• [WHAT IS REQUIRED]:
All of the records should come back exactly as written.

═══

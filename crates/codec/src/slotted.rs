//! Repeated person groups stored as numbered field slots.
//!
//! A person in slot `n` (1-based) occupies one field per role, named
//! `prefix + n`. The slot number is the single trailing digit of the field
//! name, so a layout can address at most [`MAX_SLOTS`] slots.

use fostering_protocol::{Address, OtherPerson};

use crate::address::{join_address_lines, split_address_lines};
use crate::bag::FieldBag;
use crate::batch::FieldBatch;
use crate::error::{CodecError, Result};
use crate::scalar::{decode_date, encode_date};

/// Highest slot a single trailing digit can name.
pub const MAX_SLOTS: usize = 9;

#[derive(Debug, Clone, Copy, PartialEq, Eq)]
enum SlotRole {
    FirstName,
    LastName,
    Gender,
    DateOfBirth,
    RelationshipToYou,
    Address,
    Postcode,
}

/// Role-to-prefix mapping for one repeated group.
///
/// Optional roles left as `None` are neither read nor written.
#[derive(Debug, Clone, PartialEq, Eq)]
pub struct SlotLayout {
    pub group: String,
    pub capacity: usize,
    pub first_name: String,
    pub last_name: String,
    pub gender: String,
    pub date_of_birth: String,
    pub relationship_to_you: Option<String>,
    pub address: Option<String>,
    pub postcode: Option<String>,
}

impl SlotLayout {
    fn roles(&self) -> impl Iterator<Item = (SlotRole, &str)> {
        [
            (SlotRole::FirstName, Some(&self.first_name)),
            (SlotRole::LastName, Some(&self.last_name)),
            (SlotRole::Gender, Some(&self.gender)),
            (SlotRole::DateOfBirth, Some(&self.date_of_birth)),
            (SlotRole::RelationshipToYou, self.relationship_to_you.as_ref()),
            (SlotRole::Address, self.address.as_ref()),
            (SlotRole::Postcode, self.postcode.as_ref()),
        ]
        .into_iter()
        .filter_map(|(role, prefix)| prefix.map(|prefix| (role, prefix.as_str())))
    }

    fn role_for(&self, prefix: &str) -> Option<SlotRole> {
        self.roles()
            .find(|(_, candidate)| *candidate == prefix)
            .map(|(role, _)| role)
    }

    /// Capacity must fit single-digit slots; prefixes must be distinct.
    pub fn validate(&self) -> Result<()> {
        if self.capacity == 0 || self.capacity > MAX_SLOTS {
            return Err(CodecError::invalid_layout(format!(
                "{}: capacity {} outside 1..={MAX_SLOTS}",
                self.group, self.capacity
            )));
        }

        let prefixes: Vec<&str> = self.roles().map(|(_, prefix)| prefix).collect();
        for (pos, prefix) in prefixes.iter().enumerate() {
            if prefix.is_empty() {
                return Err(CodecError::invalid_layout(format!(
                    "{}: empty field prefix",
                    self.group
                )));
            }
            if prefixes[..pos].contains(prefix) {
                return Err(CodecError::invalid_layout(format!(
                    "{}: prefix {prefix:?} used for two roles",
                    self.group
                )));
            }
        }

        Ok(())
    }

    /// Field name for a role prefix at a 1-based slot.
    pub fn slot_field(prefix: &str, slot: usize) -> String {
        format!("{prefix}{slot}")
    }
}

/// Split `hhfirstname3` into `("hhfirstname", 3)`. Slot 0 is not a slot.
fn split_slot(name: &str) -> Option<(&str, usize)> {
    let last = name.chars().last()?;
    let slot = last.to_digit(10)? as usize;
    if slot == 0 {
        return None;
    }
    Some((&name[..name.len() - last.len_utf8()], slot))
}

fn apply_role(person: &mut OtherPerson, role: SlotRole, value: &str) {
    match role {
        SlotRole::FirstName => person.first_name = value.to_string(),
        SlotRole::LastName => person.last_name = value.to_string(),
        SlotRole::Gender => person.gender = value.to_string(),
        SlotRole::DateOfBirth => person.date_of_birth = decode_date(Some(value)),
        SlotRole::RelationshipToYou => person.relationship_to_you = value.to_string(),
        SlotRole::Address => {
            let postcode = std::mem::take(&mut person.address.postcode);
            person.address = Address {
                postcode,
                ..Default::default()
            };
            split_address_lines(value, &mut person.address);
        }
        SlotRole::Postcode => person.address.postcode = value.to_string(),
    }
}

fn role_value(person: &OtherPerson, role: SlotRole) -> String {
    match role {
        SlotRole::FirstName => person.first_name.clone(),
        SlotRole::LastName => person.last_name.clone(),
        SlotRole::Gender => person.gender.clone(),
        SlotRole::DateOfBirth => encode_date(person.date_of_birth),
        SlotRole::RelationshipToYou => person.relationship_to_you.clone(),
        SlotRole::Address => join_address_lines(&person.address),
        SlotRole::Postcode => person.address.postcode.clone(),
    }
}

/// People in slot order, blank slots dropped.
///
/// Slots past the layout's capacity but within [`MAX_SLOTS`] are still read,
/// since encoding writes them when given more people than capacity.
pub fn decode_slotted(bag: &FieldBag, layout: &SlotLayout) -> Result<Vec<OtherPerson>> {
    layout.validate()?;

    let mut slots = vec![OtherPerson::default(); layout.capacity];
    for (name, value) in bag.iter() {
        let Some((prefix, slot)) = split_slot(name) else {
            continue;
        };
        let Some(role) = layout.role_for(prefix) else {
            continue;
        };
        if slots.len() < slot {
            slots.resize_with(slot, OtherPerson::default);
        }
        apply_role(&mut slots[slot - 1], role, value);
    }

    Ok(slots.into_iter().filter(|person| !person.is_blank()).collect())
}

/// Write every slot the decoder can see, `1..=MAX_SLOTS`. Unused slots are
/// written as empty strings so the store erases earlier occupants, including
/// ones that spilled past capacity on a previous write.
pub fn encode_slotted(
    people: &[OtherPerson],
    layout: &SlotLayout,
    batch: &mut FieldBatch,
) -> Result<()> {
    layout.validate()?;

    if people.len() > MAX_SLOTS {
        return Err(CodecError::TooManySlots {
            group: layout.group.clone(),
            provided: people.len(),
            max: MAX_SLOTS,
        });
    }

    for index in 0..MAX_SLOTS {
        let person = people.get(index);
        for (role, prefix) in layout.roles() {
            let value = person.map(|p| role_value(p, role)).unwrap_or_default();
            batch.add(SlotLayout::slot_field(prefix, index + 1), value);
        }
    }

    Ok(())
}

═══

• [PROBLEM SOLUTION]:
filename crates/codec/src/slotted.rs
//! Repeated person groups stored as numbered field slots.
//!
//! A person in slot `n` (1-based) occupies one field per role, named
//! `prefix + n`. The slot number is the single trailing digit of the field
//! name, so a layout can address at most [`MAX_SLOTS`] slots.

use fostering_protocol::{Address, OtherPerson};

use crate::address::{join_address_lines, split_address_lines};
use crate::bag::FieldBag;
use crate::batch::FieldBatch;
use crate::error::{CodecError, Result};
use crate::scalar::{decode_date, encode_date};

/// Highest slot a single trailing digit can name.
pub const MAX_SLOTS: usize = 9;

#[derive(Debug, Clone, Copy, PartialEq, Eq)]
enum SlotRole {
    FirstName,
    LastName,
    Gender,
    DateOfBirth,
    RelationshipToYou,
    Address,
    Postcode,
}

/// Role-to-prefix mapping for one repeated group.
///
/// Optional roles left as `None` are neither read nor written.
#[derive(Debug, Clone, PartialEq, Eq)]
pub struct SlotLayout {
    pub group: String,
    pub capacity: usize,
    pub first_name: String,
    pub last_name: String,
    pub gender: String,
    pub date_of_birth: String,
    pub relationship_to_you: Option<String>,
    pub address: Option<String>,
    pub postcode: Option<String>,
}

impl SlotLayout {
    fn roles(&self) -> impl Iterator<Item = (SlotRole, &str)> {
        [
            (SlotRole::FirstName, Some(&self.first_name)),
            (SlotRole::LastName, Some(&self.last_name)),
            (SlotRole::Gender, Some(&self.gender)),
            (SlotRole::DateOfBirth, Some(&self.date_of_birth)),
            (SlotRole::RelationshipToYou, self.relationship_to_you.as_ref()),
            (SlotRole::Address, self.address.as_ref()),
            (SlotRole::Postcode, self.postcode.as_ref()),
        ]
        .into_iter()
        .filter_map(|(role, prefix)| prefix.map(|prefix| (role, prefix.as_str())))
    }

    fn role_for(&self, prefix: &str) -> Option<SlotRole> {
        self.roles()
            .find(|(_, candidate)| *candidate == prefix)
            .map(|(role, _)| role)
    }

    /// Capacity must fit single-digit slots; prefixes must be distinct.
    pub fn validate(&self) -> Result<()> {
        if self.capacity == 0 || self.capacity > MAX_SLOTS {
            return Err(CodecError::invalid_layout(format!(
                "{}: capacity {} outside 1..={MAX_SLOTS}",
                self.group, self.capacity
            )));
        }

        let prefixes: Vec<&str> = self.roles().map(|(_, prefix)| prefix).collect();
        for (pos, prefix) in prefixes.iter().enumerate() {
            if prefix.is_empty() {
                return Err(CodecError::invalid_layout(format!(
                    "{}: empty field prefix",
                    self.group
                )));
            }
            if prefixes[..pos].contains(prefix) {
                return Err(CodecError::invalid_layout(format!(
                    "{}: prefix {prefix:?} used for two roles",
                    self.group
                )));
            }
        }

        Ok(())
    }

    /// Field name for a role prefix at a 1-based slot.
    pub fn slot_field(prefix: &str, slot: usize) -> String {
        format!("{prefix}{slot}")
    }
}

/// Split `hhfirstname3` into `("hhfirstname", 3)`. Slot 0 is not a slot.
fn split_slot(name: &str) -> Option<(&str, usize)> {
    let last = name.chars().last()?;
    let slot = last.to_digit(10)? as usize;
    if slot == 0 {
        return None;
    }
    Some((&name[..name.len() - last.len_utf8()], slot))
}

fn apply_role(person: &mut OtherPerson, role: SlotRole, value: &str) {
    match role {
        SlotRole::FirstName => person.first_name = value.to_string(),
        SlotRole::LastName => person.last_name = value.to_string(),
        SlotRole::Gender => person.gender = value.to_string(),
        SlotRole::DateOfBirth => person.date_of_birth = decode_date(Some(value)),
        SlotRole::RelationshipToYou => person.relationship_to_you = value.to_string(),
        SlotRole::Address => {
            let postcode = std::mem::take(&mut person.address.postcode);
            person.address = Address {
                postcode,
                ..Default::default()
            };
            split_address_lines(value, &mut person.address);
        }
        SlotRole::Postcode => person.address.postcode = value.to_string(),
    }
}

fn role_value(person: &OtherPerson, role: SlotRole) -> String {
    match role {
        SlotRole::FirstName => person.first_name.clone(),
        SlotRole::LastName => person.last_name.clone(),
        SlotRole::Gender => person.gender.clone(),
        SlotRole::DateOfBirth => encode_date(person.date_of_birth),
        SlotRole::RelationshipToYou => person.relationship_to_you.clone(),
        SlotRole::Address => join_address_lines(&person.address),
        SlotRole::Postcode => person.address.postcode.clone(),
    }
}

/// People in slot order, blank slots dropped.
///
/// Slots past the layout's capacity but within [`MAX_SLOTS`] are still read,
/// since encoding writes them when given more people than capacity.
pub fn decode_slotted(bag: &FieldBag, layout: &SlotLayout) -> Result<Vec<OtherPerson>> {
    layout.validate()?;

    let mut slots = vec![OtherPerson::default(); layout.capacity];
    for (name, value) in bag.iter() {
        let Some((prefix, slot)) = split_slot(name) else {
            continue;
        };
        let Some(role) = layout.role_for(prefix) else {
            continue;
        };
        if slots.len() < slot {
            slots.resize_with(slot, OtherPerson::default);
        }
        apply_role(&mut slots[slot - 1], role, value);
    }

    Ok(slots.into_iter().filter(|person| !person.is_blank()).collect())
}

/// Write every slot the decoder can see, `1..=MAX_SLOTS`. Unused slots are
/// written as empty strings so the store erases earlier occupants, including
/// ones that spilled past capacity on a previous write.
pub fn encode_slotted(
    people: &[OtherPerson],
    layout: &SlotLayout,
    batch: &mut FieldBatch,
) -> Result<()> {
    layout.validate()?;

    if people.len() > MAX_SLOTS {
        return Err(CodecError::TooManySlots {
            group: layout.group.clone(),
            provided: people.len(),
            max: MAX_SLOTS,
        });
    }

    for index in 0..MAX_SLOTS {
        let person = people.get(index);
        for (role, prefix) in layout.roles() {
            let value = person.map(|p| role_value(p, role)).unwrap_or_default();
            batch.add(SlotLayout::slot_field(prefix, index + 1), value);
        }
    }

    Ok(())
}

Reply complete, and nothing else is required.